| ASSIGNMENT |
Wherever "MenuEntry" appears in the records below, copy the line that holds it.

| TASK DATA |

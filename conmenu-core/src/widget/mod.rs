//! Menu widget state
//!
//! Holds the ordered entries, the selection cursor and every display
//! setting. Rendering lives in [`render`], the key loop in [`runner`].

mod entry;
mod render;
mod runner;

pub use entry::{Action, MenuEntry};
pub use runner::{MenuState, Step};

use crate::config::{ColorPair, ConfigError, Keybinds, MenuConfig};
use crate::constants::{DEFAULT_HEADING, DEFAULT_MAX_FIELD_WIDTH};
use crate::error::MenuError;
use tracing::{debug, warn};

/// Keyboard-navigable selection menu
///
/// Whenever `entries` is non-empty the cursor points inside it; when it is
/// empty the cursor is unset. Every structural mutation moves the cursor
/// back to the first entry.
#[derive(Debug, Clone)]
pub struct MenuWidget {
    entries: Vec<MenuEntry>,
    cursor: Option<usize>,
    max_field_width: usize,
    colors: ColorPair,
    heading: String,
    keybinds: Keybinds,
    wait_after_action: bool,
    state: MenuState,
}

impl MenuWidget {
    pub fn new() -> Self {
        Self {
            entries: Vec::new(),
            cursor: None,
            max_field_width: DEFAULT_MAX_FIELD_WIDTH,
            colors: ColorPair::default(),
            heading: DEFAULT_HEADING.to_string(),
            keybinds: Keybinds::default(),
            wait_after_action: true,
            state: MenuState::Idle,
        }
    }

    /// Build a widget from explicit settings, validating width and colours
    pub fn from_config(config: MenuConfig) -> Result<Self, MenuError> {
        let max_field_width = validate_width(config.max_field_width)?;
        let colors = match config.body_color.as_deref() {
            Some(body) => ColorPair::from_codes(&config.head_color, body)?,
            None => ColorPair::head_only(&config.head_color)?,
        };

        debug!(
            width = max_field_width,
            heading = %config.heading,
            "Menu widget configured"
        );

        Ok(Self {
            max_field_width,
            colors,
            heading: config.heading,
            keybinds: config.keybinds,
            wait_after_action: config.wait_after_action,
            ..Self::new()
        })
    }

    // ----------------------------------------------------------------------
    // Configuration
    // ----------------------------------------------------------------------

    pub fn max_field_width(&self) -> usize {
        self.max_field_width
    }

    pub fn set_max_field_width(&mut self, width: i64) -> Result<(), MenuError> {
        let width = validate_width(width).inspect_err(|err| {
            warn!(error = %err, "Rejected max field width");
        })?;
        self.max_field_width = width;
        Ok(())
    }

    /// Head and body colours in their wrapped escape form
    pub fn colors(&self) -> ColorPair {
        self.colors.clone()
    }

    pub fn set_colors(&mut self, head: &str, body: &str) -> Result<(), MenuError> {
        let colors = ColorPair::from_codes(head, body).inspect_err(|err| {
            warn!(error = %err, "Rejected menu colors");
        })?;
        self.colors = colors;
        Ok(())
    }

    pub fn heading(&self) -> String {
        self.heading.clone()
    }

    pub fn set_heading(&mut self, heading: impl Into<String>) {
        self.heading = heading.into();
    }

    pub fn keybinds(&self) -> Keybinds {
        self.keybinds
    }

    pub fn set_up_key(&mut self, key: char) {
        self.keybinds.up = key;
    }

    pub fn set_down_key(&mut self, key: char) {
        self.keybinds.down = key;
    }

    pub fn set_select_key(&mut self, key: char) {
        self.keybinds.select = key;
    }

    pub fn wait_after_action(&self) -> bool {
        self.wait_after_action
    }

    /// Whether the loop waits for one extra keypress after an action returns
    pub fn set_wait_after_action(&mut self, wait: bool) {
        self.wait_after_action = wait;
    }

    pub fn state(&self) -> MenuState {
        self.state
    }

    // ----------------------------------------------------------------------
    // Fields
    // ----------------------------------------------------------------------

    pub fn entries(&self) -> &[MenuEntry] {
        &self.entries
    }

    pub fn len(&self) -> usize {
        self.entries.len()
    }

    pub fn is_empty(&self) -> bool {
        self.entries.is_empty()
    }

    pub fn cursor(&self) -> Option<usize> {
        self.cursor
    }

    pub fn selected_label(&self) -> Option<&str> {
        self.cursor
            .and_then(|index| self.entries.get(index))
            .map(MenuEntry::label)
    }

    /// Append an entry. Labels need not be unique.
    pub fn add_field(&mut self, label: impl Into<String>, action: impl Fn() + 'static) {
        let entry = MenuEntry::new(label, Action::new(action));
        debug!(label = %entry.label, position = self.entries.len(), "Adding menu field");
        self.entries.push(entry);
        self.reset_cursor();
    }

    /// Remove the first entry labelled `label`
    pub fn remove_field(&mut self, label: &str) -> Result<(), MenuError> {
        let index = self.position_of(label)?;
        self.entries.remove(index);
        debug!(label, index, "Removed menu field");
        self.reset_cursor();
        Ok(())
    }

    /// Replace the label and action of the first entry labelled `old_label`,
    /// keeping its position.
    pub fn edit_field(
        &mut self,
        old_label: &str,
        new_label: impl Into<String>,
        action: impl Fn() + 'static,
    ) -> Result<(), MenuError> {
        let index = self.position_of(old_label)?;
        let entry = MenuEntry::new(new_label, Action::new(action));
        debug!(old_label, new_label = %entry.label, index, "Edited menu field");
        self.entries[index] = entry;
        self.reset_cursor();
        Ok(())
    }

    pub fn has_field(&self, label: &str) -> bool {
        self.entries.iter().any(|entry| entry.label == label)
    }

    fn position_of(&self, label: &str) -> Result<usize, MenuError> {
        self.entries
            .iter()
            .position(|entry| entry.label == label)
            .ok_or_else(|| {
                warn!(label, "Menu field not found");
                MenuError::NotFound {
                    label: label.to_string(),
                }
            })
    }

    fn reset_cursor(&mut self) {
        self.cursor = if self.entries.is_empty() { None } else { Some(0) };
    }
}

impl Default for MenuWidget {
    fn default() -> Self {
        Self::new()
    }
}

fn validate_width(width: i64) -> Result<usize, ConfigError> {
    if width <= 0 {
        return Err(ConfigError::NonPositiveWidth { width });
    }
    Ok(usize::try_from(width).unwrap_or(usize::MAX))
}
==
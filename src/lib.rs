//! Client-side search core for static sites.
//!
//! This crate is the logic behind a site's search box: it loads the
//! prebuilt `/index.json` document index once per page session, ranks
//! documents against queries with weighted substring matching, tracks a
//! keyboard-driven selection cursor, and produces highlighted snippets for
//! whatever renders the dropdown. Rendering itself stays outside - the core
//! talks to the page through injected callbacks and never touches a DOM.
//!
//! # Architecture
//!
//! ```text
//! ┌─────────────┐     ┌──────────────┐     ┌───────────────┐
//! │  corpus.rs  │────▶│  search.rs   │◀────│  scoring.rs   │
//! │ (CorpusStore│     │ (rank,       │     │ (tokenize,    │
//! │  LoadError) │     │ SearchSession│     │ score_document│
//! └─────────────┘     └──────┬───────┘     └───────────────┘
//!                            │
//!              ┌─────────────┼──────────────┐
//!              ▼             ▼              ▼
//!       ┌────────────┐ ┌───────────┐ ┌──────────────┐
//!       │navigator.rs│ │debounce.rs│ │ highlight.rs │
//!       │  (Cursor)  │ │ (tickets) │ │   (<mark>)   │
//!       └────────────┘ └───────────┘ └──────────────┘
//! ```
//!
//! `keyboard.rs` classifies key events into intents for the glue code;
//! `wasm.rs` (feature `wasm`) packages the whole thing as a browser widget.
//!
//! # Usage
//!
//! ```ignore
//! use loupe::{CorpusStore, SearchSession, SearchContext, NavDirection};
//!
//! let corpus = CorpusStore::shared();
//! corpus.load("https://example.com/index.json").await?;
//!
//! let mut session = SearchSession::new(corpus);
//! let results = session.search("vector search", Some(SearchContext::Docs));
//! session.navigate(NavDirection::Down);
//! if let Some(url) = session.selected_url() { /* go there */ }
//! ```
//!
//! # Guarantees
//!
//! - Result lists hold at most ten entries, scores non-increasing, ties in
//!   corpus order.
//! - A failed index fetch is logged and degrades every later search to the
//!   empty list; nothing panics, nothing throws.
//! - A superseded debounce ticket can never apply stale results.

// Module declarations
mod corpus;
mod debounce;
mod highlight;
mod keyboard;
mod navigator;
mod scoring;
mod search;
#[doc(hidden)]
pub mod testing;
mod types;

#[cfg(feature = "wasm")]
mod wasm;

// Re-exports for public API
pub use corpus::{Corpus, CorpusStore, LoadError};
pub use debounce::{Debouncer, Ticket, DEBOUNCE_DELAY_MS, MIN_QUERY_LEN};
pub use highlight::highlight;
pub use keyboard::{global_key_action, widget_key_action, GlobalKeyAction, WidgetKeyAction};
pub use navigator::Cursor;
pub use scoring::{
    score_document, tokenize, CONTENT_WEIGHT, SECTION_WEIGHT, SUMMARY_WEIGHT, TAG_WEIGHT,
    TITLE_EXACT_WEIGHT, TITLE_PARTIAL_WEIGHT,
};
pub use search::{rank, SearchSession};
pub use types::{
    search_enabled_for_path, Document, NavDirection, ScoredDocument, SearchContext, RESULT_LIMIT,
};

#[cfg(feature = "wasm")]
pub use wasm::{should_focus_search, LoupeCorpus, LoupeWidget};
--
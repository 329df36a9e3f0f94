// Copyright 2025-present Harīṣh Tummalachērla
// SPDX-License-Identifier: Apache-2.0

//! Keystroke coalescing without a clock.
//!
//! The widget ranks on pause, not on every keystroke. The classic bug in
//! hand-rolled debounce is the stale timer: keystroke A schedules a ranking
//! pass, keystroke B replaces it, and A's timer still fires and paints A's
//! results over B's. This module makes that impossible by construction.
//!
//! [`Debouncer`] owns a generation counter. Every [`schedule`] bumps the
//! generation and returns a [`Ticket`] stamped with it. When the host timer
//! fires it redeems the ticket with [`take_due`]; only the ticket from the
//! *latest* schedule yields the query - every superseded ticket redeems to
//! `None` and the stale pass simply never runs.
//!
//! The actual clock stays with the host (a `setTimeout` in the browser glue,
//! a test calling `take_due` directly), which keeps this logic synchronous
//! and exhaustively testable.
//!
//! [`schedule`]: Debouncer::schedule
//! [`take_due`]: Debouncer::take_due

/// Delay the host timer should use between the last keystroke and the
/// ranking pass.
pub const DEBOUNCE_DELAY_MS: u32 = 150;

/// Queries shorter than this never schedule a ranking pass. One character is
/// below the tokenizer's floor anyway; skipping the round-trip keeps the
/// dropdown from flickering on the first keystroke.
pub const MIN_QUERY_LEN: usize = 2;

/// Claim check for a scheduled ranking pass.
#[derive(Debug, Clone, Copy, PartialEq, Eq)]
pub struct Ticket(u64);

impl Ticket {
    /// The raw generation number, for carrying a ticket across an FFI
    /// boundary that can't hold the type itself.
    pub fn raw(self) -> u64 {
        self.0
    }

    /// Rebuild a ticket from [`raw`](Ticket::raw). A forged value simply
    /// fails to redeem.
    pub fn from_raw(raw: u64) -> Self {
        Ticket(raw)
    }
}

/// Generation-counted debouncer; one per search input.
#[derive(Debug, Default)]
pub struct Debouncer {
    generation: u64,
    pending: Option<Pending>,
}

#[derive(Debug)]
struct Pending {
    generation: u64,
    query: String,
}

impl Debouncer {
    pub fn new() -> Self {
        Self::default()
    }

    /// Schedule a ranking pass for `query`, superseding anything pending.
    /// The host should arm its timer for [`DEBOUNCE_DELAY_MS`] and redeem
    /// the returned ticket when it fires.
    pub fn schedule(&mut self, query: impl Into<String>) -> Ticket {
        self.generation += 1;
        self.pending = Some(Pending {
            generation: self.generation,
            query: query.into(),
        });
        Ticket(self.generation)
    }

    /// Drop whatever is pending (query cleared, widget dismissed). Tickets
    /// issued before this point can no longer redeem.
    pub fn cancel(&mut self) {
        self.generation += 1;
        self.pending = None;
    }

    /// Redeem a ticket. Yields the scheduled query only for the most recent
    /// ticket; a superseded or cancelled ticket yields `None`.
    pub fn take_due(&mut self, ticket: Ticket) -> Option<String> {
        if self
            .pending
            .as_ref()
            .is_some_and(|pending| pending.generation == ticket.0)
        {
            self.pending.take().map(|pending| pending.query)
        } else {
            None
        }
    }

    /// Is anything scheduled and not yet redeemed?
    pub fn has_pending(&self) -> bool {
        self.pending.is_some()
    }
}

| YOUR SOLUTION |
pub use entry::{Action, MenuEntry};
    entries: Vec<MenuEntry>,
    pub fn entries(&self) -> &[MenuEntry] {
            .map(MenuEntry::label)
        let entry = MenuEntry::new(label, Action::new(action));
        let entry = MenuEntry::new(new_label, Action::new(action));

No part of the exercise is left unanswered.